Setelah isu lingkungan, sudut pandang berikutnya yang sering dijadikan pertimbangan adalah sisi ekonomi. Pabrik semen di Sekerat adalah industri padat modal. Dalam rencana investasi yang dipresentasikan di depan Gubernur, PT Kobexindo dan Hongshi Group disebut menyiapkan Rp 14 triliun. Perusahaan juga disebut menyerap 1.000 tenaga kerja dengan produksi semen 8 juta ton per tahun.
Ditilik dari sudut ekonomi secara makro, investasi didefinisikan sebagai pembelian peralatan modal dan tenaga kerja untuk menciptakan produksi. Hasil produksi ini akan memberikan nilai tambah yang menghasilkan produk domestik bruto. Jika produksi tercipta, produk domestik bertambah, dan pertumbuhan ekonomi akan naik. Singkatnya, investasi berperan penting dalam pertumbuhan ekonomi suatu daerah maupun negara.
Yang terjadi di Kaltim, kebanyakan investasi amat rakus lahan. Seluas 9,33 juta hektare atau 73 persen daratan Kaltim telah berstempel izin usaha. Terdiri dari izin tambang batu bara, kehutanan, dan perkebunan. Jika dibanding ketiga kelompok usaha itu, industri semen adalah kegiatan dengan investasi besar namun hanya memerlukan sedikit lahan.

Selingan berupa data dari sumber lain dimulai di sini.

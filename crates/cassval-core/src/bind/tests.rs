use super::*;
use crate::{
    decode::decode_value,
    encode::{encode, to_typed_value},
    value::Value,
    wire::{RawValue, WireValue},
};
use std::net::Ipv4Addr;

fn bound(typed: &TypedValue) -> RawValue {
    let mut stmt = RawStatement::new();
    typed.bind(&mut stmt, 0);

    stmt.value(0, typed.cass_type().clone()).unwrap()
}

#[test]
fn primitives_bind_in_native_encoding() {
    let int = encode(&-2_i32, &CassType::INT).unwrap();
    assert_eq!(bound(&int).bytes(), Some(&[0xFF, 0xFF, 0xFF, 0xFE][..]));

    let flag = encode(&true, &CassType::BOOLEAN).unwrap();
    assert_eq!(bound(&flag).bytes(), Some(&[1][..]));

    let ip = IpAddr::V4(Ipv4Addr::new(192, 168, 0, 1));
    let inet = encode(&ip, &CassType::INET).unwrap();
    assert_eq!(bound(&inet).bytes(), Some(&[192, 168, 0, 1][..]));
}

#[test]
fn decimal_binds_scale_before_unscaled() {
    let typed = TypedValue::Primitive {
        cass_type: CassType::DECIMAL,
        value: Primitive::Decimal {
            unscaled: vec![0x30, 0x39],
            scale: 2,
        },
    };

    assert_eq!(bound(&typed).bytes(), Some(&[0, 0, 0, 2, 0x30, 0x39][..]));
}

#[test]
fn unbound_positions_read_as_null() {
    let mut stmt = RawStatement::new();
    encode(&1_i64, &CassType::BIGINT)
        .unwrap()
        .bind(&mut stmt, 2);

    assert_eq!(stmt.len(), 3);
    assert_eq!(stmt.param(0), Some(None));
    assert_eq!(stmt.param(3), None);
}

#[test]
fn map_items_are_counted_as_pairs() {
    let map = Value::Map(vec![
        (Value::Text("a".into()), Value::Int(1)),
        (Value::Text("b".into()), Value::Int(2)),
    ]);
    let typed = to_typed_value(&map, &CassType::UNKNOWN).unwrap();
    let raw = bound(&typed);

    assert_eq!(raw.bytes().map(|b| &b[..4]), Some(&[0, 0, 0, 2][..]));
    assert_eq!(decode_value(&raw, raw.cass_type()).unwrap(), map);
}

#[test]
fn tuple_slots_keep_position_and_nulls() {
    let declared = CassType::tuple_of(vec![CassType::INT, CassType::TEXT]);
    let typed = encode(&(9_i32, Option::<String>::None), &declared).unwrap();
    let raw = bound(&typed);

    let fields = raw.fields().unwrap();
    assert_eq!(fields.len(), 2);
    assert_eq!(fields[0].get_int32().unwrap(), 9);
    assert!(fields[1].is_null());
}

#[test]
fn nested_collections_build_inner_sinks() {
    let declared = CassType::tuple_of(vec![
        CassType::TEXT,
        CassType::list_of(CassType::SMALLINT),
    ]);
    let value = (String::from("k"), vec![1_i16, 2, 3]);
    let raw = bound(&encode(&value, &declared).unwrap());

    let fields = raw.fields().unwrap();
    let inner = fields[1].elements().unwrap();
    assert_eq!(inner.len(), 3);
    assert_eq!(inner[2].get_int16().unwrap(), 3);
}

#[test]
fn collection_sink_can_be_driven_directly() {
    let ty = CassType::list_of(CassType::TEXT);
    let mut sink = <RawCollection as CollectionSink>::new(&ty, 2);
    for s in ["x", "y"] {
        encode(&String::from(s), &CassType::TEXT)
            .unwrap()
            .append(&mut sink);
    }

    let raw = sink.into_raw();
    assert_eq!(
        decode_value(&raw, &ty).unwrap(),
        Value::List(vec![Value::Text("x".into()), Value::Text("y".into())])
    );
}

#[test]
fn tuple_sink_is_presized_from_its_type() {
    let ty = CassType::tuple_of(vec![CassType::INT, CassType::INT, CassType::INT]);
    let mut sink = <RawTuple as TupleSink>::new(&ty);
    encode(&4_i32, &CassType::INT).unwrap().set(&mut sink, 1);

    let fields = sink.into_raw().fields().unwrap();
    assert!(fields[0].is_null());
    assert_eq!(fields[1].get_int32().unwrap(), 4);
    assert!(fields[2].is_null());
}

#[test]
#[cfg(debug_assertions)]
#[should_panic(expected = "NULL item in list<int> collection")]
fn null_collection_items_are_caught_when_binding() {
    let typed = TypedValue::Collection {
        cass_type: CassType::list_of(CassType::INT),
        items: vec![TypedValue::Null(CassType::INT)],
    };

    bound(&typed);
}
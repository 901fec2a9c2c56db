//! # Repository Module
//!
//! Database repository implementations for Khata POS.
//!
//! ## Repository Pattern
//! ```text
//! ┌─────────────────────────────────────────────────────────────────────────┐
//! │                    Repository Pattern                                   │
//! │                                                                         │
//! │  BookStore (typed collections)                                         │
//! │       │                                                                 │
//! │       │  repo.put("sales", "[...]")                                     │
//! │       ▼                                                                 │
//! │  CollectionRepository (raw text by key)                                │
//! │  ├── get(&self, key)                                                   │
//! │  ├── put(&self, key, value)                                            │
//! │  ├── put_many(&self, entries)   one transaction                        │
//! │  └── remove_many(&self, keys)   one transaction                        │
//! │       │                                                                 │
//! │       │  SQL Query                                                      │
//! │       ▼                                                                 │
//! │  SQLite `collections` table                                            │
//! └─────────────────────────────────────────────────────────────────────────┘
//! ```
//!
//! ## Available Repositories
//!
//! - [`collection::CollectionRepository`] - Key-value access to stored collections

pub mod collection;
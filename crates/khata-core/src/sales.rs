//! # Sale Record Manager
//!
//! Creates, edits and soft-deletes sales, keeping the creditor ledger in
//! step with credit sales.
//!
//! ## Sale Lifecycle
//! ```text
//! ┌──────────┐   create_sale    ┌──────────┐  soft_delete_sale  ┌──────────┐
//! │   form   │ ───────────────► │  active  │ ─────────────────► │ deleted  │
//! └──────────┘                  └────┬─────┘                    └──────────┘
//!                                    │ ▲                         (kept for
//!                          edit_sale │ │ timestamp preserved      audit)
//!                                    └─┘
//! ```
//!
//! Validation runs before anything is touched, so a rejected form leaves
//! the books exactly as they were.

use chrono::{DateTime, Utc};
use serde::{Deserialize, Serialize};

use crate::books::Books;
use crate::error::{CoreError, CoreResult, ValidationError};
use crate::types::{PaymentMethod, ProductType, Sale};
use crate::validation::{
    validate_amount, validate_item_name, validate_phone, validate_quantity, validate_required,
};

// =============================================================================
// Sale Form
// =============================================================================

/// Raw sale input as typed by the operator.
///
/// Quantity and amount stay as text until validation so that "abc" and
/// "" produce field errors instead of parse failures upstream.
#[derive(Debug, Clone, PartialEq, Eq, Serialize, Deserialize)]
#[serde(rename_all = "camelCase")]
pub struct SaleForm {
    pub product_type: ProductType,
    pub item_name: String,
    pub quantity: String,
    pub amount: String,
    pub payment_method: PaymentMethod,
    pub is_credit: bool,
    pub customer_name: String,
    pub customer_phone: String,
}

impl SaleForm {
    /// A cash (or card/online) sale form.
    pub fn cash(
        product_type: ProductType,
        item_name: impl Into<String>,
        quantity: impl Into<String>,
        amount: impl Into<String>,
        payment_method: PaymentMethod,
    ) -> Self {
        SaleForm {
            product_type,
            item_name: item_name.into(),
            quantity: quantity.into(),
            amount: amount.into(),
            payment_method,
            is_credit: false,
            customer_name: String::new(),
            customer_phone: String::new(),
        }
    }

    /// A credit sale form for the given customer.
    pub fn credit(
        product_type: ProductType,
        item_name: impl Into<String>,
        quantity: impl Into<String>,
        amount: impl Into<String>,
        customer_name: impl Into<String>,
        customer_phone: impl Into<String>,
    ) -> Self {
        SaleForm {
            product_type,
            item_name: item_name.into(),
            quantity: quantity.into(),
            amount: amount.into(),
            payment_method: PaymentMethod::Credit,
            is_credit: true,
            customer_name: customer_name.into(),
            customer_phone: customer_phone.into(),
        }
    }

    /// Validates every field and builds the sale.
    ///
    /// ## Rules
    /// - itemName is not blank
    /// - quantity is a positive whole number
    /// - amount is a positive amount
    /// - credit sales: customerName and customerPhone are not blank
    /// - non-credit sales: paymentMethod is not `credit`/`credit_paid`
    ///
    /// Every failing field is reported in one error.
    pub fn build(&self, timestamp: DateTime<Utc>) -> Result<Sale, ValidationError> {
        let mut errors = Vec::new();

        let item_name = validate_item_name(&self.item_name).map_err(|e| errors.push(e)).ok();
        let quantity = validate_quantity(&self.quantity).map_err(|e| errors.push(e)).ok();
        let amount = validate_amount("amount", &self.amount).map_err(|e| errors.push(e)).ok();

        let (customer_name, customer_phone) = if self.is_credit {
            let name = validate_required("customerName", &self.customer_name)
                .map_err(|e| errors.push(e))
                .ok();
            let phone = validate_phone(&self.customer_phone)
                .map_err(|e| errors.push(e))
                .ok();
            (name, phone)
        } else {
            if self.payment_method.is_credit() {
                errors.push(ValidationError::InvalidFormat {
                    field: "paymentMethod".to_string(),
                    reason: "credit needs customer details".to_string(),
                });
            }
            (None, None)
        };

        ValidationError::collect(errors)?;

        // Every field is Some once collect() has passed.
        Ok(Sale {
            product_type: self.product_type,
            item_name: item_name.unwrap_or_default(),
            quantity: quantity.unwrap_or_default(),
            amount: amount.unwrap_or_default(),
            payment_method: if self.is_credit {
                PaymentMethod::Credit
            } else {
                self.payment_method
            },
            timestamp,
            is_credit: self.is_credit,
            customer_name: customer_name.unwrap_or_default(),
            customer_phone: customer_phone.unwrap_or_default(),
            is_paid: !self.is_credit,
            deleted: false,
            deleted_at: None,
        })
    }
}

// =============================================================================
// Operations
// =============================================================================

/// Records a new sale.
///
/// ## Flow
/// ```text
/// form ──► build (validate) ──► push to sales ──► credit? ──► record_credit_sale
/// ```
pub fn create_sale(books: &mut Books, form: &SaleForm, now: DateTime<Utc>) -> CoreResult<Sale> {
    let sale = form.build(now)?;

    if sale.is_credit {
        books.creditors.record_credit_sale(
            &sale.customer_name,
            &sale.customer_phone,
            &sale.item_name,
            sale.quantity,
            sale.amount,
            sale.timestamp,
        );
    }
    books.sales.push(sale.clone());

    Ok(sale)
}

/// Replaces the sale at `index` in the active view.
///
/// The original timestamp is kept. `is_paid` is recomputed from the form,
/// so editing a settled credit sale reopens it.
///
/// ## Errors
/// - `SaleNotFound` if `index` is outside the active view
/// - `Validation` if the form is invalid
pub fn edit_sale(books: &mut Books, index: usize, form: &SaleForm) -> CoreResult<Sale> {
    let position = books
        .sale_position(index)
        .ok_or_else(|| CoreError::SaleNotFound(format!("index {}", index)))?;

    let original = books.sales[position].clone();
    let updated = form.build(original.timestamp)?;

    books.creditors.transfer_credit_sale(&original, &updated);
    books.sales[position] = updated.clone();

    Ok(updated)
}

/// Soft-deletes the sale at `index` in the active view.
///
/// The creditor ledger is not touched: a deleted credit sale stays billed.
pub fn soft_delete_sale(books: &mut Books, index: usize, now: DateTime<Utc>) -> CoreResult<Sale> {
    let position = books
        .sale_position(index)
        .ok_or_else(|| CoreError::SaleNotFound(format!("index {}", index)))?;

    let sale = &mut books.sales[position];
    sale.deleted = true;
    sale.deleted_at = Some(now);

    Ok(sale.clone())
}

/// Soft-deletes every active sale. Returns how many were deleted.
pub fn delete_all_sales(books: &mut Books, now: DateTime<Utc>) -> usize {
    let mut count = 0;
    for sale in books.sales.iter_mut().filter(|s| s.is_active()) {
        sale.deleted = true;
        sale.deleted_at = Some(now);
        count += 1;
    }
    count
}

// =============================================================================
// Unit Tests
// =============================================================================

#[cfg(test)]
mod tests {
    use super::*;
    use crate::money::Money;
    use chrono::TimeZone;

    fn at(hour: u32) -> DateTime<Utc> {
        Utc.with_ymd_and_hms(2024, 6, 10, hour, 0, 0).unwrap()
    }

    fn credit(name: &str, phone: &str, amount: &str) -> SaleForm {
        SaleForm::credit(ProductType::Device, "Xros 3", "1", amount, name, phone)
    }

    fn cash(amount: &str) -> SaleForm {
        SaleForm::cash(ProductType::Refill, "Tokyo 30ml", "2", amount, PaymentMethod::Cash)
    }

    #[test]
    fn test_create_cash_sale() {
        let mut books = Books::new();
        let sale = create_sale(&mut books, &cash("700"), at(9)).unwrap();

        assert!(sale.is_paid);
        assert!(!sale.is_credit);
        assert_eq!(sale.customer_phone, "");
        assert_eq!(books.sales.len(), 1);
        assert!(books.creditors.is_empty());
    }

    #[test]
    fn test_credit_sale_opens_creditor() {
        let mut books = Books::new();
        let sale = create_sale(&mut books, &credit("Ali", "0300", "500"), at(9)).unwrap();

        assert!(!sale.is_paid);
        assert_eq!(sale.payment_method, PaymentMethod::Credit);

        let creditor = books.creditors.find_by_phone("0300").unwrap();
        assert_eq!(creditor.amount_owed, Money::from_major(500));
        assert_eq!(creditor.purchases.len(), 1);
    }

    #[test]
    fn test_repeat_credit_sales_sum_per_phone() {
        let mut books = Books::new();
        let amounts = ["100", "250.50", "49.50"];
        for amount in amounts {
            create_sale(&mut books, &credit("Sara", "0345", amount), at(9)).unwrap();
        }

        let creditor = books.creditors.find_by_phone("0345").unwrap();
        assert_eq!(creditor.amount_owed, Money::from_major(400));
        assert_eq!(creditor.purchases.len(), amounts.len());
    }

    #[test]
    fn test_invalid_form_reports_every_field() {
        let mut books = Books::new();
        let form = SaleForm::credit(ProductType::Coil, " ", "0", "abc", "", "");

        let err = create_sale(&mut books, &form, at(9)).unwrap_err();
        let CoreError::Validation(err) = err else {
            panic!("expected validation error");
        };
        assert_eq!(
            err.fields(),
            vec!["itemName", "quantity", "amount", "customerName", "customerPhone"]
        );
        assert!(books.sales.is_empty());
        assert!(books.creditors.is_empty());
    }

    #[test]
    fn test_oversized_credit_sale_rejected_before_ledger() {
        let mut books = Books::new();
        create_sale(&mut books, &credit("Ali", "0300", "10000000"), at(9)).unwrap();

        let err = create_sale(&mut books, &credit("Ali", "0300", "90000000000000000"), at(10))
            .unwrap_err();
        let CoreError::Validation(err) = err else {
            panic!("expected validation error");
        };
        assert_eq!(err.fields(), vec!["amount"]);

        let form = SaleForm::credit(ProductType::Coil, "Mesh 0.4", "100000", "10", "Ali", "0300");
        assert!(create_sale(&mut books, &form, at(11)).is_err());

        assert_eq!(books.sales.len(), 1);
        let ali = books.creditors.find_by_phone("0300").unwrap();
        assert_eq!(ali.amount_owed, crate::MAX_AMOUNT);
    }

    #[test]
    fn test_cash_sale_cannot_claim_credit_method() {
        let form = SaleForm::cash(ProductType::Puff, "Elf", "1", "300", PaymentMethod::Credit);
        let err = form.build(at(9)).unwrap_err();
        assert_eq!(err.fields(), vec!["paymentMethod"]);
    }

    #[test]
    fn test_edit_cash_to_credit_opens_creditor() {
        let mut books = Books::new();
        create_sale(&mut books, &cash("800"), at(9)).unwrap();

        let updated = edit_sale(&mut books, 0, &credit("Bilal", "0321", "800")).unwrap();

        assert_eq!(updated.timestamp, at(9));
        assert!(updated.is_credit);
        let creditor = books.creditors.find_by_phone("0321").unwrap();
        assert_eq!(creditor.amount_owed, Money::from_major(800));
        assert_eq!(books.sales[0], updated);
    }

    #[test]
    fn test_edit_credit_to_cash_clears_creditor() {
        let mut books = Books::new();
        create_sale(&mut books, &credit("Ali", "0300", "500"), at(9)).unwrap();

        edit_sale(&mut books, 0, &cash("500")).unwrap();
        assert!(books.creditors.is_empty());
        assert!(books.sales[0].is_paid);
    }

    #[test]
    fn test_edit_rejects_invalid_form_without_changes() {
        let mut books = Books::new();
        create_sale(&mut books, &credit("Ali", "0300", "500"), at(9)).unwrap();
        let before = books.clone();

        assert!(edit_sale(&mut books, 0, &credit("Ali", "0300", "-5")).is_err());
        assert!(matches!(
            edit_sale(&mut books, 3, &cash("100")),
            Err(CoreError::SaleNotFound(_))
        ));
        assert_eq!(books, before);
    }

    #[test]
    fn test_soft_delete_keeps_creditor_balance() {
        let mut books = Books::new();
        create_sale(&mut books, &credit("Ali", "0300", "500"), at(9)).unwrap();

        let deleted = soft_delete_sale(&mut books, 0, at(11)).unwrap();

        assert!(deleted.deleted);
        assert_eq!(deleted.deleted_at, Some(at(11)));
        assert_eq!(books.sales.len(), 1);
        assert_eq!(books.active_sale_count(), 0);
        assert_eq!(
            books.creditors.find_by_phone("0300").unwrap().amount_owed,
            Money::from_major(500)
        );
    }

    #[test]
    fn test_indexes_follow_active_view() {
        let mut books = Books::new();
        create_sale(&mut books, &cash("100"), at(9)).unwrap();
        create_sale(&mut books, &cash("200"), at(10)).unwrap();
        soft_delete_sale(&mut books, 0, at(11)).unwrap();

        let edited = edit_sale(&mut books, 0, &cash("250")).unwrap();
        assert_eq!(edited.timestamp, at(10));
        assert_eq!(books.sales[1].amount, Money::from_major(250));
        assert_eq!(books.sales[0].amount, Money::from_major(100));
    }

    #[test]
    fn test_delete_all_sales() {
        let mut books = Books::new();
        create_sale(&mut books, &cash("100"), at(9)).unwrap();
        create_sale(&mut books, &credit("Ali", "0300", "500"), at(9)).unwrap();
        soft_delete_sale(&mut books, 0, at(10)).unwrap();

        assert_eq!(delete_all_sales(&mut books, at(12)), 1);
        assert_eq!(books.active_sale_count(), 0);
        assert_eq!(books.sales.len(), 2);
        assert_eq!(books.sales[0].deleted_at, Some(at(10)));
        assert_eq!(books.sales[1].deleted_at, Some(at(12)));
        assert_eq!(books.creditors.len(), 1);
    }
}
//! # Payment Commands

use serde::Serialize;

use khata_core::Payment;

use crate::error::ApiError;
use crate::state::{ConfigState, DbState};

#[derive(Debug, Clone, Serialize)]
#[serde(rename_all = "camelCase")]
pub struct PaymentRow {
    #[serde(flatten)]
    pub payment: Payment,
    pub amount_display: String,
}

/// The payment log, oldest first, optionally for one phone number.
pub async fn list_payments(
    db: &DbState,
    config: &ConfigState,
    phone: Option<&str>,
) -> Result<Vec<PaymentRow>, ApiError> {
    let books = db.inner().books().load_all().await;
    let phone = phone.map(str::trim);

    Ok(books
        .payments
        .into_iter()
        .filter(|p| phone.map_or(true, |ph| p.creditor_phone == ph))
        .map(|payment| PaymentRow {
            amount_display: config.format_currency(payment.amount),
            payment,
        })
        .collect())
}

Pabrik semen di Sekerat membawa investasi Rp 14 triliun di atas 822 hektare lahan. Dengan demikian, setiap 1 hektare lahan pabrik dan tambang batu gamping rata-rata diguyur modal Rp 17 miliar.
Investasi Rp 17 miliar per hektare ini amat tinggi. Jauh lebih besar dari jenis kegiatan eksploitatif yang lain seperti perkebunan kelapa sawit. Meminjam analisis Dinas Perkebunan Kaltim yang melansir penelitian Dinas Perkebunan Kutai Timur, investasi untuk 1 hektare kebun sawit di Kecamatan Bengalon dan Kaliorang sebesar Rp 36 juta.
Dari perbandingan di atas, investasi pabrik semen per hektare lahan 473 kali lebih besar dari investasi kelapa sawit. Dengan perbandingan serupa, investasi pabrik semen sebesar Rp 14 triliun di atas 822 hektare lahan setara dengan membuka 388 ribu hektare kebun kelapa sawit.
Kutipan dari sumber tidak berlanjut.